Trump’s tax plan would shaft 11 million taxpayers

Cathy Schneider ran the numbers, and wasn’t happy with the outcome.

Under the Republican tax cut proposals circulating in Congress, Schneider’s 95-year-old mom in Barrington, Rhode Island, would pay $600 to $800 more in annual taxes, Schneider calculates. She’d lose much or all of the state and local tax deduction that currently helps to lower her tax bill. Losing the personal exemption would hurt, too. Since her mom lives on a fixed income, she wouldn’t benefit from the wage gains Republicans promise will arise from their tax cut proposals. Her gross income wouldn’t go up, but her taxable income would, and she might even end up in a higher tax bracket.

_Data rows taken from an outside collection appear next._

#[cfg(test)]
mod tests {
    use super::*;
    use async_trait::async_trait;
    use chrono::Utc;
    use common_types::{GalleryPhotosResponse, GalleryStats};
    use std::collections::HashMap;
    use std::sync::Mutex;
    use std::sync::atomic::{AtomicUsize, Ordering};
    use std::time::Duration;
    use uuid::Uuid;

    fn photo(city: &str) -> Photo {
        Photo {
            id: Uuid::new_v4(),
            url: format!("https://assets.example.com/gallery/{city}.jpg"),
            place_name: "Corner".to_string(),
            city: city.to_string(),
            country: "Somewhere".to_string(),
            description: format!("Corner in {city}, Somewhere"),
            why_special: None,
            author_name: None,
            is_featured: false,
            submitted_at: Utc::now(),
        }
    }

    fn response(photos: Vec<Photo>) -> GalleryPhotosResponse {
        let total = photos.len();
        GalleryPhotosResponse {
            photos,
            stats: GalleryStats {
                total,
                featured: 0,
                latest: total,
            },
        }
    }

    #[derive(Default)]
    struct FakeApi {
        default_photos: Mutex<Vec<Photo>>,
        by_city: HashMap<String, Vec<Photo>>,
        fail_photos: bool,
        fail_cities: Mutex<bool>,
        city_calls: AtomicUsize,
    }

    fn remote(message: &str) -> ClientError {
        ClientError::Api {
            status: 500,
            message: message.to_string(),
        }
    }

    #[async_trait]
    impl GalleryApi for FakeApi {
        async fn gallery_photos(&self, city: Option<&str>) -> Result<GalleryPhotosResponse, ClientError> {
            if self.fail_photos {
                return Err(remote("Failed to fetch gallery photos"));
            }
            let photos = match city {
                Some(city) => self.by_city.get(city).cloned().unwrap_or_default(),
                None => self.default_photos.lock().map(|p| p.clone()).unwrap_or_default(),
            };
            Ok(response(photos))
        }

        async fn cities(&self) -> Result<Vec<String>, ClientError> {
            self.city_calls.fetch_add(1, Ordering::SeqCst);
            if self.fail_cities.lock().map(|f| *f).unwrap_or_default() {
                return Err(remote("Failed to fetch cities"));
            }
            Ok(vec!["Lisbon".to_string(), "Seoul".to_string()])
        }
    }

    fn api_with(default_photos: Vec<Photo>) -> FakeApi {
        let by_city = HashMap::from([
            ("Lisbon".to_string(), vec![photo("Lisbon")]),
            ("Seoul".to_string(), vec![photo("Seoul"), photo("Seoul")]),
        ]);
        FakeApi {
            default_photos: Mutex::new(default_photos),
            by_city,
            ..FakeApi::default()
        }
    }

    fn page(api: FakeApi) -> GalleryPage<FakeApi> {
        GalleryPage::new(Arc::new(api), 1000.0, 800.0)
    }

    #[tokio::test]
    async fn mount_loads_default_set() {
        let mut page = page(api_with(vec![photo("Paris"), photo("Rome")]));
        page.mount().await;
        assert_eq!(page.displayed_photos().len(), 2);
        assert!(!page.is_loading());
    }

    #[tokio::test]
    async fn empty_refetch_keeps_existing_photos() {
        let mut page = page(api_with(vec![photo("Paris")]));
        page.mount().await;
        if let Ok(mut photos) = page.api.default_photos.lock() {
            photos.clear();
        }
        page.refresh_photos().await;
        assert_eq!(page.photos().len(), 1);
    }

    #[tokio::test]
    async fn failed_fetch_keeps_page_usable() {
        let mut page = page(FakeApi {
            fail_photos: true,
            ..FakeApi::default()
        });
        page.mount().await;
        assert!(page.displayed_photos().is_empty());
        assert!(!page.is_loading());
    }

    #[tokio::test]
    async fn cities_fetched_once() {
        let mut page = page(api_with(Vec::new()));
        page.open_info().await;
        page.close_info();
        page.open_info().await;
        assert_eq!(page.cities(), ["Lisbon".to_string(), "Seoul".to_string()]);
        assert_eq!(page.api.city_calls.load(Ordering::SeqCst), 1);
    }

    #[tokio::test]
    async fn cities_error_waits_for_manual_retry() {
        let api = api_with(Vec::new());
        if let Ok(mut fail) = api.fail_cities.lock() {
            *fail = true;
        }
        let mut page = page(api);
        page.open_info().await;
        assert_eq!(page.cities_error(), Some("Failed to fetch cities"));

        page.close_info();
        page.open_info().await;
        assert_eq!(page.api.city_calls.load(Ordering::SeqCst), 1);

        if let Ok(mut fail) = page.api.fail_cities.lock() {
            *fail = false;
        }
        page.retry_cities().await;
        assert_eq!(page.cities_error(), None);
        assert_eq!(page.cities().len(), 2);
    }

    #[tokio::test]
    async fn selecting_a_city_filters_and_closes_info() {
        let mut page = page(api_with(vec![photo("Paris")]));
        page.mount().await;
        page.open_info().await;

        page.select_city_and_load("  Seoul ").await;

        assert!(!page.is_info_open());
        assert_eq!(page.filter_city(), Some("Seoul"));
        assert_eq!(page.displayed_photos().len(), 2);
        assert!(!page.is_filter_loading());

        page.clear_filter();
        assert_eq!(page.displayed_photos().len(), 1);
    }

    #[tokio::test]
    async fn stale_filter_results_are_discarded() {
        let mut page = page(api_with(Vec::new()));
        let lisbon = page.select_city("Lisbon");
        let seoul = page.select_city("Seoul");
        let (Some(lisbon), Some(seoul)) = (lisbon, seoul) else {
            panic!("tickets expected");
        };

        let slow = page.load_filter(lisbon);
        let fast = page.load_filter(seoul);
        let (slow, fast) = (slow.await, fast.await);

        assert!(page.commit_filter(fast));
        assert!(!page.commit_filter(slow));
        assert_eq!(page.displayed_photos().len(), 2);
        assert!(page.displayed_photos().iter().all(|p| p.city == "Seoul"));
    }

    #[tokio::test]
    async fn results_after_clear_are_discarded() {
        let mut page = page(api_with(vec![photo("Paris")]));
        page.mount().await;
        let ticket = page.select_city("Lisbon");
        page.clear_filter();

        if let Some(ticket) = ticket {
            let response = page.load_filter(ticket).await;
            assert!(!page.commit_filter(response));
        }
        assert_eq!(page.filter_city(), None);
        assert_eq!(page.displayed_photos().len(), 1);
    }

    #[tokio::test]
    async fn filter_error_and_retry() {
        let mut page = page(FakeApi {
            fail_photos: true,
            ..FakeApi::default()
        });
        page.select_city_and_load("Lisbon").await;
        assert_eq!(page.filter_error(), Some("Failed to fetch gallery photos"));
        assert!(page.displayed_photos().is_empty());

        let retry = page.retry_filter();
        assert_eq!(retry.map(|t| t.city), Some("Lisbon".to_string()));
        assert_eq!(page.filter_error(), None);
        assert!(page.is_filter_loading());
    }

    #[test]
    fn blank_city_clears() {
        let mut page = page(api_with(Vec::new()));
        page.filter_city = Some("Lisbon".to_string());
        assert_eq!(page.select_city("   "), None);
        assert_eq!(page.filter_city(), None);
        assert_eq!(page.retry_filter(), None);
    }

    #[test]
    fn click_without_position_uses_fallback() {
        let mut page = page(api_with(Vec::new()));
        page.open_photo(photo("Paris"), None);
        let anchor = page.active_frame();
        assert_eq!(
            anchor,
            Some(ScreenPosition {
                x: 500.0,
                y: 400.0,
                width: 200.0,
                height: 200.0 / 1.5,
                rotation: 0.0,
            })
        );
        assert_eq!(page.lightbox().map(Lightbox::anchor), anchor);
    }

    #[test]
    fn tiny_frame_moves_are_ignored() {
        let mut page = page(api_with(Vec::new()));
        let start = ScreenPosition {
            x: 100.0,
            y: 100.0,
            width: 300.0,
            height: 200.0,
            rotation: 0.0,
        };
        page.open_photo(photo("Paris"), Some(start));

        let nudge = ScreenPosition { x: 100.2, y: 100.2, ..start };
        assert!(!page.on_active_frame(nudge));
        assert_eq!(page.active_frame(), Some(start));

        let moved = ScreenPosition { x: 101.0, ..start };
        assert!(page.on_active_frame(moved));
        assert_eq!(page.lightbox().map(Lightbox::anchor), Some(moved));
    }

    #[test]
    fn lightbox_closes_after_animation() {
        let start = Instant::now();
        let mut page = page(api_with(Vec::new()));
        page.open_photo(photo("Paris"), None);
        page.tick(start);

        page.handle_key("Escape", start);
        page.tick(start + Duration::from_millis(700));
        assert!(page.lightbox().is_some());

        page.tick(start + Duration::from_millis(800));
        assert!(page.lightbox().is_none());
        assert_eq!(page.active_frame(), None);
    }

    #[tokio::test]
    async fn submission_refreshes_gallery() {
        let mut page = page(api_with(vec![photo("Paris")]));
        page.mount().await;
        if let Ok(mut photos) = page.api.default_photos.lock() {
            photos.push(photo("Kyoto"));
        }

        page.on_submission(&StepOutcome::Advanced(crate::wizard::WizardPage::Story)).await;
        assert_eq!(page.photos().len(), 1);

        page.on_submission(&StepOutcome::Submitted { id: Uuid::new_v4() }).await;
        assert_eq!(page.photos().len(), 2);
    }
}
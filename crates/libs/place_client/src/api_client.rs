use async_trait::async_trait;
use common_types::{
    AttachEmailRequest, CitiesResponse, CreateSubmissionResponse, GalleryPhotosResponse,
    NewSubmission, UploadUrlRequest, UploadUrlResponse,
};
use reqwest::header::CONTENT_TYPE;
use reqwest::{Client, Response};
use serde::Deserialize;
use serde::de::DeserializeOwned;
use thiserror::Error;
use tracing::{debug, instrument};
use url::Url;
use uuid::Uuid;

#[derive(Debug, Error)]
pub enum ClientError {
    #[error("request failed: {0}")]
    Request(#[from] reqwest::Error),

    #[error("invalid url: {0}")]
    Url(#[from] url::ParseError),

    /// The API answered with an error status and (usually) a message.
    #[error("{message}")]
    Api { status: u16, message: String },

    #[error("photo upload was rejected with status {0}")]
    Upload(u16),
}

/// A photo picked by the user, ready to be uploaded.
#[derive(Debug, Clone, PartialEq, Eq)]
pub struct PhotoFile {
    pub file_name: String,
    pub content_type: String,
    pub bytes: Vec<u8>,
}

/// Read side of the API, as the page shell needs it.
#[async_trait]
pub trait GalleryApi: Send + Sync {
    async fn gallery_photos(&self, city: Option<&str>) -> Result<GalleryPhotosResponse, ClientError>;

    async fn cities(&self) -> Result<Vec<String>, ClientError>;
}

/// Write side of the API, as the submission wizard needs it.
#[async_trait]
pub trait SubmissionBackend: Send + Sync {
    /// Uploads the photo and returns its public URL.
    async fn upload_photo(&self, photo: &PhotoFile) -> Result<String, ClientError>;

    async fn insert_submission(&self, submission: &NewSubmission) -> Result<Uuid, ClientError>;

    async fn attach_email(&self, submission_id: Uuid, email: &str) -> Result<(), ClientError>;
}

#[derive(Deserialize)]
struct ErrorBody {
    error: String,
}

/// HTTP client for the places API.
#[derive(Debug, Clone)]
pub struct ApiClient {
    http_client: Client,
    base_url: Url,
}

impl ApiClient {
    pub fn new(base_url: &str, http_client: Client) -> Result<Self, ClientError> {
        let mut base_url = Url::parse(base_url)?;
        if !base_url.path().ends_with('/') {
            let path = format!("{}/", base_url.path());
            base_url.set_path(&path);
        }
        Ok(Self {
            http_client,
            base_url,
        })
    }

    pub fn endpoint(&self, path: &str) -> Result<Url, ClientError> {
        Ok(self.base_url.join(path.trim_start_matches('/'))?)
    }

    /// Presigned upload slot for a file.
    pub async fn request_upload_url(
        &self,
        file_name: &str,
        content_type: &str,
    ) -> Result<UploadUrlResponse, ClientError> {
        let request = UploadUrlRequest {
            file_name: Some(file_name.to_string()),
            file_type: Some(content_type.to_string()),
        };
        let response = self
            .http_client
            .post(self.endpoint("api/upload-url")?)
            .json(&request)
            .send()
            .await?;
        parse_json(response).await
    }
}

/// Decodes a success body, or turns an error status into [`ClientError::Api`].
async fn parse_json<T: DeserializeOwned>(response: Response) -> Result<T, ClientError> {
    let response = check_status(response).await?;
    Ok(response.json().await?)
}

async fn check_status(response: Response) -> Result<Response, ClientError> {
    let status = response.status();
    if status.is_success() {
        return Ok(response);
    }
    let body = response.text().await.unwrap_or_default();
    let message = serde_json::from_str::<ErrorBody>(&body)
        .map(|b| b.error)
        .unwrap_or_else(|_| format!("Request failed with status {}", status.as_u16()));
    Err(ClientError::Api {
        status: status.as_u16(),
        message,
    })
}

#[async_trait]
impl GalleryApi for ApiClient {
    #[instrument(skip(self))]
    async fn gallery_photos(&self, city: Option<&str>) -> Result<GalleryPhotosResponse, ClientError> {
        let mut request = self.http_client.get(self.endpoint("api/gallery-photos")?);
        if let Some(city) = city {
            request = request.query(&[("city", city)]);
        }
        parse_json(request.send().await?).await
    }

    #[instrument(skip(self))]
    async fn cities(&self) -> Result<Vec<String>, ClientError> {
        let response = self
            .http_client
            .get(self.endpoint("api/cities")?)
            .send()
            .await?;
        let body: CitiesResponse = parse_json(response).await?;
        Ok(body.cities)
    }
}

#[async_trait]
impl SubmissionBackend for ApiClient {
    #[instrument(skip(self, photo), fields(file = %photo.file_name, size = photo.bytes.len()))]
    async fn upload_photo(&self, photo: &PhotoFile) -> Result<String, ClientError> {
        let slot = self
            .request_upload_url(&photo.file_name, &photo.content_type)
            .await?;

        let response = self
            .http_client
            .put(&slot.upload_url)
            .header(CONTENT_TYPE, &photo.content_type)
            .body(photo.bytes.clone())
            .send()
            .await?;
        if !response.status().is_success() {
            return Err(ClientError::Upload(response.status().as_u16()));
        }

        debug!("Uploaded photo to {}", slot.public_url);
        Ok(slot.public_url)
    }

    #[instrument(skip(self, submission))]
    async fn insert_submission(&self, submission: &NewSubmission) -> Result<Uuid, ClientError> {
        let response = self
            .http_client
            .post(self.endpoint("api/submissions")?)
            .json(submission)
            .send()
            .await?;
        let body: CreateSubmissionResponse = parse_json(response).await?;
        Ok(body.id)
    }

    #[instrument(skip(self, email))]
    async fn attach_email(&self, submission_id: Uuid, email: &str) -> Result<(), ClientError> {
        let request = AttachEmailRequest {
            email: email.to_string(),
        };
        let response = self
            .http_client
            .patch(self.endpoint(&format!("api/submissions/{submission_id}/email"))?)
            .json(&request)
            .send()
            .await?;
        check_status(response).await?;
        Ok(())
    }
}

“I don’t think tax reform, per se, is a bad thing,” says Schneider, a retired economics professor in Newton, Mass. “Whenever there’s tax reform, there are winners and losers. But what I find beyond annoying is the blatant disregard for who the losers are.”

President Donald Trump promised major tax cuts as a candidate last year, and the Republican-controlled Congress is now poised to deliver. The House has already passed a large tax-cut bill, and Senate leaders say they hope to pass their own bill soon. The two chambers may speed up the usual negotiating process for melding House and Senate bills into a single piece of legislation, so Congress could end up passing sweeping tax cuts by late 2017 or early 2018.

It’s fairly clear what the final bill is likely to look like. Tax cuts would total roughly $1.5 trillion over 10 years, or $150 billion per year, on average. About 75% of the savings would go to businesses, thanks to a reduction of the corporate rate to 20% from 35%, and other changes. Individuals would enjoy the other 25%, with large tax cuts for the wealthy and less accruing to the middle class.

Total number of taxpayers facing higher taxes

The Senate tax-cut legislation, which is slightly more generous than the House bill, would cut taxes by an average of $1,300 per taxpayer in 2019, according to the Tax Policy Center. But that average masks the fact that some people would see much bigger tax cuts, while a smaller percentage would actually face a tax increase. Taxes would rise for about 9% of taxpayers, including some with modest incomes — such as Schneider’s mom, who earns less than $40,000 per year from Social Security, a pension and a life-insurance annuity.

The House bill would generate an average savings of $1,200 per taxpayer, according to the Tax Policy Center. But it would raise taxes on 7% of filers. Americans file about 140 million tax returns each year, so if you split the difference between the House and Senate legislation, and assume 8% of filers would pay more, that adds up to about 11 million filers whose taxes would go up. The number of individuals affected would be higher, because 11 million filers counts married couples filing jointly as a single taxpaying unit with a single return.